If a custody order is already in place, how can I get it changed?

Because custody is decided in the best interest of the child, an order is never permanent. If you have a custody order already in place, you can petition the court to make changes to it or modify it.

Custody or visitation can be changed if the court determines that there has been a change in circumstances that requires modifying (changing) the order and the modification (change) is in the child’s best interests.1 A crime involving domestic violence is considered to be a “change in circumstances.”2 Also, a parent’s temporary duty, recruitment, or deployment to military service could be the reason to temporarily modify an order.3 To read more about situations involving military deployment, go to Can a parent modify a custody order because of military service.

When deciding whether to modify (change) the custody order, the judge should consider the history of the parents’ child support payments. However, the court may consider a parent’s failure to pay child support only if the parent had actual knowledge of the amount of the child support s/he was required to pay and had the money available for payment of support or the parent could have gotten the money through “reasonable efforts.”4

To change a custody order, you will usually need to go to the court that issued the order, even if you have moved. Alaska will generally keep jurisdiction (power) over a custody order that was made in an Alaska court unless neither of the parents and the child continue to live in Alaska or Alaska no longer has significant connections with evidence about the child.
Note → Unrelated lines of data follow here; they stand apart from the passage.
// SPDX-FileCopyrightText: Copyright (c) 2024 NVIDIA CORPORATION & AFFILIATES. All rights reserved.
// SPDX-License-Identifier: Apache-2.0
//! Gate resizing and rebuffering driver.
//!
//! Reads a placed gate-level netlist, sizes every gate to its target load,
//! and inserts buffers on nets violating max-capacitance or max-slew
//! limits.
//!
//! Usage:
//!   cargo run -r --bin redrive -- <netlist.v> --liberty <lib.lib> \
//!       --design <design.json> --buffer-cell BUF [options]

use netlistdb::NetlistDB;
use redrive::design::DesignInfo;
use redrive::liberty::{Library, LibertyLeafPins};
use redrive::netlist::Netlist;
use redrive::resizer::{Resizer, ResizerOptions};
use std::path::PathBuf;

#[derive(clap::Parser, Debug)]
#[command(name = "redrive")]
#[command(about = "Load-driven gate resizing and rebuffering")]
struct Args {
    /// Placed gate-level Verilog netlist.
    netlist_verilog: PathBuf,

    /// Liberty timing library path.
    #[clap(long)]
    liberty: PathBuf,

    /// Design sidecar (placement + constraints) JSON path.
    #[clap(long)]
    design: PathBuf,

    /// Top module type in the netlist.
    /// If not specified, will be inferred from hierarchy.
    #[clap(long)]
    top_module: Option<String>,

    /// Resize instances to their target load.
    #[clap(long)]
    resize: bool,

    /// Rebuffer drivers over their max-capacitance limit.
    #[clap(long)]
    repair_max_cap: bool,

    /// Rebuffer drivers over their max-slew limit.
    #[clap(long)]
    repair_max_slew: bool,

    /// Buffer cell for insertion (required with --repair-max-cap or
    /// --repair-max-slew).
    #[clap(long)]
    buffer_cell: Option<String>,

    /// Wire resistance, ohms per meter.
    #[clap(long, default_value = "1.7e5")]
    wire_res: f64,

    /// Wire capacitance, farads per meter.
    #[clap(long, default_value = "1.3e-10")]
    wire_cap: f64,

    /// Operating condition name; defaults to the library default.
    #[clap(long)]
    corner: Option<String>,

    /// Output path for the resized Verilog netlist.
    #[clap(long)]
    out: Option<PathBuf>,
}

fn main() {
    clilog::init_stderr_color_debug();
    let args = <Args as clap::Parser>::parse();
    clilog::info!("redrive args:\n{:#?}", args);

    let library = Library::from_file(&args.liberty).expect("Failed to load Liberty library");
    clilog::info!(
        "Loaded Liberty library {} with {} cells",
        library.name,
        library.cells.len()
    );

    let design = DesignInfo::from_file(&args.design).expect("Failed to load design sidecar");

    clilog::info!("Loading netlist: {:?}", args.netlist_verilog);
    let netlistdb = NetlistDB::from_sverilog_file(
        &args.netlist_verilog,
        args.top_module.as_deref(),
        &LibertyLeafPins(&library),
    )
    .expect("Failed to build netlist");
    clilog::info!(
        "Netlist loaded: {} pins, {} cells, {} nets",
        netlistdb.num_pins,
        netlistdb.num_cells,
        netlistdb.num_nets
    );

    let netlist = Netlist::from_netlistdb(&netlistdb, &design);
    let mut resizer = Resizer::new(
        netlist,
        &library,
        design,
        ResizerOptions {
            resize: args.resize,
            repair_max_cap: args.repair_max_cap,
            repair_max_slew: args.repair_max_slew,
            buffer_cell: args.buffer_cell.clone(),
            wire_res_per_length: args.wire_res,
            wire_cap_per_length: args.wire_cap,
            corner: args.corner.clone(),
        },
    )
    .expect("Invalid resizer configuration");

    let report = resizer.run();
    if args.resize {
        println!("Resized {} instances.", report.resize_count);
    }
    if args.repair_max_cap || args.repair_max_slew {
        println!(
            "Inserted {} buffers in {} nets.",
            report.inserted_buffer_count, report.rebuffer_net_count
        );
    }

    if let Some(out) = &args.out {
        std::fs::write(out, resizer.netlist.to_structural_verilog())
            .expect("Failed to write output netlist");
        clilog::info!("Wrote resized netlist to {:?}", out);
    }
}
Under certain circumstances, Alaska may have the power to modify an out-of-state custody order if the state that issued the original order agrees to give power to Alaska and if other certain requirements are met.5 Since the requirements are complicated, to find out more about this (and all custody issues), we recommend you talk to a lawyer. Go to the AK Finding a Lawyer page to find a list of legal resources in Alaska.

1 Alaska Statute § 25.20.110(a)
2 Alaska Statute § 25.20.110(c)
3 Alaska Statute § 25.20.110(e)
4 Alaska Statute § 25.20.110(b)
5 See Alaska Statute § 25.30.320 & § 25.20.300

Can I get support for myself and my children?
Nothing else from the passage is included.